TO DO: Given the listing below, the answer must be only the number of lines containing the string "freeze".
===
//! Command vocabulary and resolution
//!
//! Command names are resolved once, when the vocabulary is built, into a
//! `Command` variant. Dispatch then matches on the variant instead of
//! comparing strings.

use std::collections::HashMap;

/// Reserved command that lists the vocabulary
pub const HELP_COMMAND: &str = "help";

/// Resolved command
#[derive(Clone, Debug, PartialEq, Eq)]
pub enum Command {
    /// List available commands
    Help,
    /// Show every section in order
    FullCv,
    /// Show one section, keyed by the command name
    Section(String),
}

/// Known commands, kept in configuration order for the help listing
#[derive(Clone, Debug, Default)]
pub struct CommandVocabulary {
    names: Vec<String>,
    index: HashMap<String, Command>,
}

impl CommandVocabulary {
    /// Build the vocabulary, mapping the reserved names to their variants
    pub fn new<I, S>(names: I, full_cv_command: &str) -> Self
    where
        I: IntoIterator<Item = S>,
        S: Into<String>,
    {
        let mut vocabulary = Self::default();
        for name in names {
            let name = name.into();
            if vocabulary.index.contains_key(&name) {
                continue;
            }
            let command = if name == HELP_COMMAND {
                Command::Help
            } else if name == full_cv_command {
                Command::FullCv
            } else {
                Command::Section(name.clone())
            };
            vocabulary.index.insert(name.clone(), command);
            vocabulary.names.push(name);
        }
        vocabulary
    }

    /// Resolve a trimmed command line
    pub fn resolve(&self, input: &str) -> Option<&Command> {
        self.index.get(input)
    }

    #[allow(dead_code)]
    pub fn contains(&self, input: &str) -> bool {
        self.index.contains_key(input)
    }

    /// Command names in listing order
    pub fn names(&self) -> impl Iterator<Item = &str> {
        self.names.iter().map(String::as_str)
    }

    pub fn len(&self) -> usize {
        self.names.len()
    }

    #[allow(dead_code)]
    pub fn is_empty(&self) -> bool {
        self.names.is_empty()
    }

    /// Text animated for the help command
    pub fn help_text(&self) -> String {
        let mut text = String::from("\n  AVAILABLE COMMANDS:\n\n");
        for name in self.names() {
            text.push_str("- ");
            text.push_str(name);
            text.push('\n');
        }
        text
    }
}

#[cfg(test)]
mod tests {
    use super::*;

    fn vocabulary() -> CommandVocabulary {
        CommandVocabulary::new(["about", "fullcv", "help", "contact"], "fullcv")
    }

    #[test]
    fn test_reserved_names_resolve_to_variants() {
        let vocab = vocabulary();
        assert_eq!(vocab.resolve("help"), Some(&Command::Help));
        assert_eq!(vocab.resolve("fullcv"), Some(&Command::FullCv));
        assert_eq!(
            vocab.resolve("about"),
            Some(&Command::Section("about".to_string()))
        );
        assert_eq!(vocab.resolve("unknown"), None);
    }

    #[test]
    fn test_resolution_is_exact() {
        let vocab = vocabulary();
        assert!(!vocab.contains("HELP"));
        assert!(!vocab.contains(" help"));
        assert!(!vocab.contains(""));
    }

    #[test]
    fn test_help_text_follows_vocabulary_order() {
        let vocab = vocabulary();
        assert_eq!(
            vocab.help_text(),
            "\n  AVAILABLE COMMANDS:\n\n- about\n- fullcv\n- help\n- contact\n"
        );
    }

    #[test]
    fn test_duplicates_are_listed_once() {
        let vocab = CommandVocabulary::new(["help", "about", "help"], "fullcv");
        assert_eq!(vocab.len(), 2);
        assert_eq!(vocab.names().collect::<Vec<_>>(), ["help", "about"]);
    }

    #[test]
    fn test_full_cv_token_is_configurable() {
        let vocab = CommandVocabulary::new(["all", "fullcv"], "all");
        assert_eq!(vocab.resolve("all"), Some(&Command::FullCv));
        assert_eq!(
            vocab.resolve("fullcv"),
            Some(&Command::Section("fullcv".to_string()))
        );
    }
}
//! # Awful News Monitor
//!
//! Watches news articles after publication and records every edit made to
//! them, while keeping request volume against the source low.
//!
//! ## Features
//!
//! - Discovers new BBC News articles from the front page
//! - Polls each article on an age-based schedule (tiers 1-6, every 15 minutes
//!   down to every 4 weeks); operators can freeze articles at tier 0
//! - Stores a snapshot only when the extracted headline, body, byline or
//!   timestamp actually differ from the last stored version
//! - Logs every fetch attempt; failures are alerted via Telegram or the log
//! - Sends a weekly summary report
//!
//! ## Usage
//!
//! ```sh
//! awful_news_monitor -c monitor.yaml run
//! ```
//!
//! ## Architecture
//!
//! Each cycle runs these phases in order:
//! 1. **Tier update**: promote articles whose age moved them to a slower tier
//! 2. **Discovery**: start tracking articles newly linked from the index page
//! 3. **Due set**: pick the articles whose re-check interval has elapsed
//! 4. **Fetching**: retrieve them politely, store new versions, log attempts

use chrono::{DateTime, Utc};
use clap::Parser;
use std::error::Error;
use tokio::time::MissedTickBehavior;
use tracing::{debug, error, info, instrument, warn};
use tracing_subscriber::{EnvFilter, fmt as tfmt};

mod alerts;
mod cli;
mod config;
mod cycle;
mod detect;
mod discovery;
mod error;
mod fetch;
mod http;
mod models;
mod report;
mod schedule;
mod scrapers;
mod store;
#[cfg(test)]
mod testing;
mod utils;

use alerts::{AlertSink, ConfiguredAlertSink, fatal_message};
use cli::{Cli, Command};
use config::MonitorConfig;
use cycle::{CycleController, CycleReport};
use detect::ChangeDetector;
use discovery::Discovery;
use fetch::{FetchExecutor, FetchSettings};
use http::{HttpRetriever, ReqwestRetriever, probe_online};
use models::Tier;
use report::{WeeklyReporter, send_weekly_report};
use schedule::{DueSetCalculator, TierEvaluator};
use scrapers::bbc::{BbcExtractor, BbcIndex};
use scrapers::{Extractor, IndexSource};
use store::{Store, fetch_log, snapshots, tracking};

type Monitor = CycleController<ReqwestRetriever, BbcExtractor, BbcIndex<ReqwestRetriever>, ConfiguredAlertSink>;

#[tokio::main]
#[instrument]
async fn main() -> Result<(), Box<dyn Error>> {
    // --- Tracing init ---
    let filter = EnvFilter::try_from_default_env().unwrap_or_else(|_| EnvFilter::new("info"));
    tfmt()
        .with_env_filter(filter)
        .with_target(true)
        .with_file(false)
        .with_line_number(false)
        .with_timer(tracing_subscriber::fmt::time::UtcTime::rfc_3339())
        .init();

    info!(version = env!("CARGO_PKG_VERSION"), "news monitor starting up");

    let args = Cli::parse();
    debug!(?args.command, ?args.config, "Parsed CLI arguments");
    let config = args.load_config()?;

    let store = Store::open(&config.database_path).await?;
    let alerts = ConfiguredAlertSink::from_config(&config.telegram)?;

    let result = match &args.command {
        Command::Run => run(&config, &store, alerts).await,
        Command::Once => once(&config, &store, alerts).await,
        Command::Freeze { url } => freeze(&store, url).await,
        Command::History { url } => history(&store, url).await,
        Command::Report => {
            let sent = send_weekly_report(&store, &alerts).await;
            alerts.flush().await;
            sent.map(|_| ())
        }
    };

    store.close().await;
    Ok(result?)
}

fn build_monitor(
    config: &MonitorConfig,
    store: &Store,
    alerts: ConfiguredAlertSink,
) -> error::Result<(Monitor, ReqwestRetriever)> {
    let retriever = ReqwestRetriever::new(&config.user_agent)?;
    let settings = FetchSettings {
        politeness_delay: config.politeness_delay(),
        request_timeout: config.request_timeout(),
        max_concurrent: config.max_concurrent_fetches,
    };
    let monitor = CycleController::new(
        TierEvaluator::new(store.clone()),
        Discovery::new(
            store.clone(),
            BbcIndex::new(retriever.clone(), config.request_timeout()),
            config.index_url.clone(),
        ),
        DueSetCalculator::new(store.clone()),
        FetchExecutor::new(
            store.clone(),
            retriever.clone(),
            BbcExtractor,
            alerts,
            ChangeDetector::new(config.store_raw_content),
            settings,
        ),
    );
    Ok((monitor, retriever))
}

/// Cycle on every tick until Ctrl-C or a fatal error.
///
/// A tick that falls due while a cycle is still running is delayed until it
/// finishes, never run alongside it.
#[instrument(level = "info", skip_all)]
async fn run(config: &MonitorConfig, store: &Store, alerts: ConfiguredAlertSink) -> error::Result<()> {
    let (mut monitor, retriever) = build_monitor(config, store, alerts)?;
    let mut reporter = WeeklyReporter::new(&config.weekly_report, Utc::now());

    let mut ticker = tokio::time::interval(config.cycle_interval());
    ticker.set_missed_tick_behavior(MissedTickBehavior::Delay);
    let shutdown = tokio::signal::ctrl_c();
    tokio::pin!(shutdown);

    info!(interval_secs = config.cycle_interval_secs, "Monitoring started");
    loop {
        tokio::select! {
            _ = ticker.tick() => {}
            _ = &mut shutdown => {
                info!("Shutdown requested; exiting between cycles");
                monitor.alerts().flush().await;
                return Ok(());
            }
        }
        info!("Waking up");

        match wake(&mut monitor, &mut reporter, store, &retriever, config, Utc::now()).await {
            Ok(Some(report)) => debug!(?report, "Cycle report"),
            Ok(None) => continue,
            Err(e) if !e.is_fatal() => warn!(error = %e, "Cycle aborted; retrying next tick"),
            Err(e) => return Err(fatal(&monitor, e).await),
        }
        info!(next_in_secs = config.cycle_interval_secs, "Going to sleep");
    }
}

/// One tick of the run loop: probe, weekly report, then a cycle.
///
/// Returns `None` without touching the store or the alert sink when the host
/// is offline, so a report slot that falls in an outage is sent on the first
/// tick back online.
async fn wake<H, X, I, A>(
    monitor: &mut CycleController<H, X, I, A>,
    reporter: &mut WeeklyReporter,
    store: &Store,
    retriever: &H,
    config: &MonitorConfig,
    now: DateTime<Utc>,
) -> error::Result<Option<CycleReport>>
where
    H: HttpRetriever,
    X: Extractor,
    I: IndexSource,
    A: AlertSink,
{
    if !probe_online(retriever, &config.probe_url, config.request_timeout()).await {
        error!(probe = %config.probe_url, "No internet connection detected; skipping this cycle");
        return Ok(None);
    }

    reporter.run_pending(store, monitor.alerts(), now).await?;
    monitor.run_cycle(now).await.map(Some)
}

async fn fatal(monitor: &Monitor, e: error::Error) -> error::Error {
    error!(phase = %monitor.phase(), error = %e, "Critical failure; shutting down");
    monitor.alerts().notify(&fatal_message(&e.to_string())).await;
    monitor.alerts().flush().await;
    e
}

async fn once(config: &MonitorConfig, store: &Store, alerts: ConfiguredAlertSink) -> error::Result<()> {
    let (mut monitor, _) = build_monitor(config, store, alerts)?;
    let report = match monitor.run_cycle(Utc::now()).await {
        Ok(report) => report,
        Err(e) if e.is_fatal() => return Err(fatal(&monitor, e).await),
        Err(e) => {
            monitor.alerts().flush().await;
            return Err(e);
        }
    };
    monitor.alerts().flush().await;
    match serde_json::to_string_pretty(&report) {
        Ok(json) => println!("{json}"),
        Err(e) => warn!(error = %e, "Could not serialize cycle report"),
    }
    Ok(())
}

async fn freeze(store: &Store, url: &str) -> error::Result<()> {
    let mut conn = store.acquire().await?;
    let previous = tracking::get(&mut conn, url).await?;
    tracking::set_tier(&mut conn, url, Tier::FROZEN).await?;
    info!(%url, previous = ?previous.map(|t| t.level()), "Article frozen");
    Ok(())
}

async fn history(store: &Store, url: &str) -> error::Result<()> {
    let mut conn = store.acquire().await?;
    if tracking::get(&mut conn, url).await?.is_none() {
        return Err(error::Error::NotTracked(url.to_string()));
    }
    let versions = snapshots::count_for(&mut conn, url).await?;
    let history = snapshots::history(&mut conn, url).await?;
    let fetches = fetch_log::records_for(&mut conn, url).await?;
    let doc = serde_json::json!({
        "url": url,
        "versions": versions,
        "snapshots": history,
        "fetches": fetches,
    });
    println!("{doc:#}");
    Ok(())
}
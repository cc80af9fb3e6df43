//! Fetch table: one immutable row per retrieval attempt.
//!
//! Rows are only ever inserted, complete, by [`append`]; nothing here updates
//! an existing row. Ordering by `id` is the attempt order for a given url.

use crate::error::Result;
use crate::models::{FetchRecord, NewFetchRecord, Tier};
use chrono::{DateTime, Utc};
use sqlx::sqlite::SqliteRow;
use sqlx::{Row, SqliteConnection};

pub async fn append(conn: &mut SqliteConnection, record: &NewFetchRecord) -> Result<i64> {
    let id = sqlx::query(
        r#"
        INSERT INTO fetch (url, tier_at_attempt, attempted_at, outcome, changed, snapshot_id)
        VALUES (?, ?, ?, ?, ?, ?)
        "#,
    )
    .bind(&record.url)
    .bind(i64::from(record.tier_at_attempt))
    .bind(record.attempted_at)
    .bind(record.outcome.to_string())
    .bind(record.changed)
    .bind(record.snapshot_id)
    .execute(&mut *conn)
    .await?
    .last_insert_rowid();
    Ok(id)
}

/// When `url` was last attempted, whatever the tier or outcome.
pub async fn latest_attempt_time(
    conn: &mut SqliteConnection,
    url: &str,
) -> Result<Option<DateTime<Utc>>> {
    let at = sqlx::query_scalar("SELECT attempted_at FROM fetch WHERE url = ? ORDER BY id DESC LIMIT 1")
        .bind(url)
        .fetch_optional(&mut *conn)
        .await?;
    Ok(at)
}

/// First attempt against `url`; the baseline for its age.
pub async fn earliest_attempt_time(
    conn: &mut SqliteConnection,
    url: &str,
) -> Result<Option<DateTime<Utc>>> {
    let at = sqlx::query_scalar("SELECT attempted_at FROM fetch WHERE url = ? ORDER BY id ASC LIMIT 1")
        .bind(url)
        .fetch_optional(&mut *conn)
        .await?;
    Ok(at)
}

/// Every attempt against `url`, oldest first.
pub async fn records_for(conn: &mut SqliteConnection, url: &str) -> Result<Vec<FetchRecord>> {
    let rows = sqlx::query(
        r#"
        SELECT id, url, tier_at_attempt, attempted_at, outcome, changed, snapshot_id
        FROM fetch WHERE url = ? ORDER BY id ASC
        "#,
    )
    .bind(url)
    .fetch_all(&mut *conn)
    .await?;
    rows.iter().map(row_to_record).collect()
}

fn row_to_record(row: &SqliteRow) -> Result<FetchRecord> {
    let outcome: String = row.try_get("outcome")?;
    Ok(FetchRecord {
        id: row.try_get("id")?,
        url: row.try_get("url")?,
        tier_at_attempt: Tier::try_from(row.try_get::<i64, _>("tier_at_attempt")?)?,
        attempted_at: row.try_get("attempted_at")?,
        outcome: outcome.parse()?,
        changed: row.try_get("changed")?,
        snapshot_id: row.try_get("snapshot_id")?,
    })
}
===
WRITTEN SOLUTION: 3